I am looking for a microphone that meets these strange requirements...

royal liberty

New member
For my recordings I use my U87, it does the job well, this might sound silly but I find that if I record an idea with the built-in microphone of my imac (this is also the case with my macbook pro) that my voice sounds really good here. The frequencies suit my voice. Are there pro mics that also combine similar results with high quality? If that makes sense to anybody.
 
You're struggling with the word 'quality'. Your Mac mic is not a bad microphone at all, it's just characterless - and probably if you test it, quite flat in it's frequency response. The 87 has, er 'character'. If you have something that can play back full range sound from say, 50 to 20K, play some pink noise and record it on the Mac and Neumann. Then analyse the frequency response. You will see differences, and you've decided you like those differences - so you could EQ the Neumann to sound like the iMac.

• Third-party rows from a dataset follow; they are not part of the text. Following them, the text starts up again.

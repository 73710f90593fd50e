//! Event Ports
//!
//! Contracts for publishing events into a hub and observing them.
//!
//! ## Architecture
//!
//! Publishers depend on [`EventNotifier`], consumers on [`EventListener`].
//! The in-process bus implements both; the remote service host listener
//! implements only [`EventListener`]. Consumers either register an
//! [`EventObserver`] (synchronous push, in subscription order) or pull an
//! [`EventStream`].
//!
//! ## Usage
//!
//! ```no_run
//! use futures::StreamExt;
//! use hostbus_application::ports::EventListener;
//! use std::sync::Arc;
//!
//! async fn log_events(listener: Arc<dyn EventListener>) {
//!     let mut events = listener.listen();
//!     while let Some(event) = events.next().await {
//!         println!("received {}", event.kind());
//!     }
//! }
//! ```

use futures::Stream;
use futures::stream::BoxStream;
use hostbus_domain::error::{Error, Result};
use hostbus_domain::events::Event;
use std::fmt;
use std::pin::Pin;
use std::sync::{Arc, Mutex};
use std::task::{Context, Poll};
use tokio::sync::{mpsc, watch};
use tracing::warn;

/// Asynchronous source of events fed into a hub with `notify_many`
pub type EventSource = BoxStream<'static, Result<Event>>;

/// Callbacks invoked by a hub for each subscriber
///
/// Returning an error (or panicking) from any callback is contained by the
/// hub: it is logged and delivery continues with the next subscriber.
pub trait EventObserver: Send + Sync {
    /// Called once per event
    fn on_next(&self, event: &Event) -> Result<()>;

    /// Called when the hub reports an error to its subscribers
    fn on_error(&self, _error: &Error) -> Result<()> {
        Ok(())
    }

    /// Called once when the hub completes
    fn on_completed(&self) -> Result<()> {
        Ok(())
    }
}

/// Publishing side of an event hub
pub trait EventNotifier: Send + Sync {
    /// Push `event` to every current subscriber; never fails
    fn notify(&self, event: Event);

    /// Forward every event of `source` into the hub until the returned
    /// subscription is disposed or the source ends
    fn notify_many(&self, source: EventSource) -> Subscription;
}

/// Consuming side of an event hub
pub trait EventListener: Send + Sync {
    /// Liveness signal of the hub's upstream
    fn is_active(&self) -> watch::Receiver<bool>;

    /// Register an observer; events flow until the subscription is disposed
    fn subscribe(&self, observer: Arc<dyn EventObserver>) -> Subscription;

    /// Pull-based view of the hub; dropping the stream unsubscribes
    fn listen(&self) -> EventStream {
        EventStream::attach(|observer| self.subscribe(observer))
    }
}

/// Disposable handle returned by subscriptions
///
/// Disposing (or dropping) the handle runs its teardown exactly once.
#[must_use = "dropping a Subscription unsubscribes immediately"]
pub struct Subscription {
    teardown: Option<Box<dyn FnOnce() + Send + Sync>>,
}

impl Subscription {
    /// Create a subscription that runs `teardown` when disposed
    pub fn new<F>(teardown: F) -> Self
    where
        F: FnOnce() + Send + Sync + 'static,
    {
        Self {
            teardown: Some(Box::new(teardown)),
        }
    }

    /// Subscription with nothing to tear down
    pub fn empty() -> Self {
        Self { teardown: None }
    }

    /// Tear down now
    pub fn dispose(mut self) {
        self.run_teardown();
    }

    /// Keep the subscription alive for the lifetime of the hub
    pub fn detach(mut self) {
        self.teardown = None;
    }

    fn run_teardown(&mut self) {
        if let Some(teardown) = self.teardown.take() {
            teardown();
        }
    }
}

impl Drop for Subscription {
    fn drop(&mut self) {
        self.run_teardown();
    }
}

impl fmt::Debug for Subscription {
    fn fmt(&self, f: &mut fmt::Formatter<'_>) -> fmt::Result {
        f.debug_struct("Subscription")
            .field("active", &self.teardown.is_some())
            .finish()
    }
}

/// Observer built from a closure
pub struct ObserverFn<F> {
    on_next: F,
}

impl<F> ObserverFn<F>
where
    F: Fn(&Event) -> Result<()> + Send + Sync + 'static,
{
    /// Wrap `on_next` as a shareable observer
    pub fn shared(on_next: F) -> Arc<dyn EventObserver> {
        Arc::new(Self { on_next })
    }
}

impl<F> EventObserver for ObserverFn<F>
where
    F: Fn(&Event) -> Result<()> + Send + Sync,
{
    fn on_next(&self, event: &Event) -> Result<()> {
        (self.on_next)(event)
    }
}

/// Observer forwarding into the channel behind an [`EventStream`]
struct ChannelObserver {
    sender: Mutex<Option<mpsc::UnboundedSender<Event>>>,
}

impl ChannelObserver {
    fn sender(&self) -> Result<Option<mpsc::UnboundedSender<Event>>> {
        self.sender
            .lock()
            .map(|guard| guard.clone())
            .map_err(|_| Error::internal("event stream sender lock poisoned"))
    }
}

impl EventObserver for ChannelObserver {
    fn on_next(&self, event: &Event) -> Result<()> {
        if let Some(sender) = self.sender()? {
            // A closed receiver means the stream was dropped and is unsubscribing.
            let _ = sender.send(event.clone());
        }
        Ok(())
    }

    fn on_completed(&self) -> Result<()> {
        self.sender
            .lock()
            .map(|mut guard| {
                guard.take();
            })
            .map_err(|_| Error::internal("event stream sender lock poisoned"))
    }
}

/// Stream of events pulled from a hub
///
/// Ends when the hub completes. Dropping it unsubscribes.
pub struct EventStream {
    receiver: mpsc::UnboundedReceiver<Event>,
    buffer_warn: Option<usize>,
    lagging: bool,
    _subscription: Subscription,
}

impl EventStream {
    /// Create a stream by registering a channel observer through `subscribe`
    pub fn attach<S>(subscribe: S) -> Self
    where
        S: FnOnce(Arc<dyn EventObserver>) -> Subscription,
    {
        let (sender, receiver) = mpsc::unbounded_channel();
        let observer = Arc::new(ChannelObserver {
            sender: Mutex::new(Some(sender)),
        });
        let subscription = subscribe(observer);
        Self {
            receiver,
            buffer_warn: None,
            lagging: false,
            _subscription: subscription,
        }
    }

    /// Warn once each time more than `threshold` events wait unread
    pub fn warn_when_buffered(mut self, threshold: usize) -> Self {
        self.buffer_warn = Some(threshold);
        self
    }

    /// Events delivered but not yet pulled
    pub fn buffered(&self) -> usize {
        self.receiver.len()
    }

    fn track_lag(&mut self) {
        let Some(threshold) = self.buffer_warn else {
            return;
        };
        let buffered = self.receiver.len();
        if buffered > threshold && !self.lagging {
            warn!(buffered, threshold, "Event stream consumer is lagging");
            self.lagging = true;
        } else if buffered <= threshold {
            self.lagging = false;
        }
    }
}

impl Stream for EventStream {
    type Item = Event;

    fn poll_next(mut self: Pin<&mut Self>, cx: &mut Context<'_>) -> Poll<Option<Self::Item>> {
        self.track_lag();
        self.receiver.poll_recv(cx)
    }
}

impl fmt::Debug for EventStream {
    fn fmt(&self, f: &mut fmt::Formatter<'_>) -> fmt::Result {
        f.debug_struct("EventStream")
            .field("buffered", &self.receiver.len())
            .finish_non_exhaustive()
    }
}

Quality is usually the absence of noise, the range it can hear and perhaps accuracy and sensitivity. Your Mac would probably pass most of those criteria - maybe noise could be a little higher due to the noise of a spinning drive, if it's not SSD?

Most expensive mics are bought for character - which means deviations from flat. EQ - careful, gentle and subtle EQ could move the 87 to nearer what you fancy - but so could a budget condenser?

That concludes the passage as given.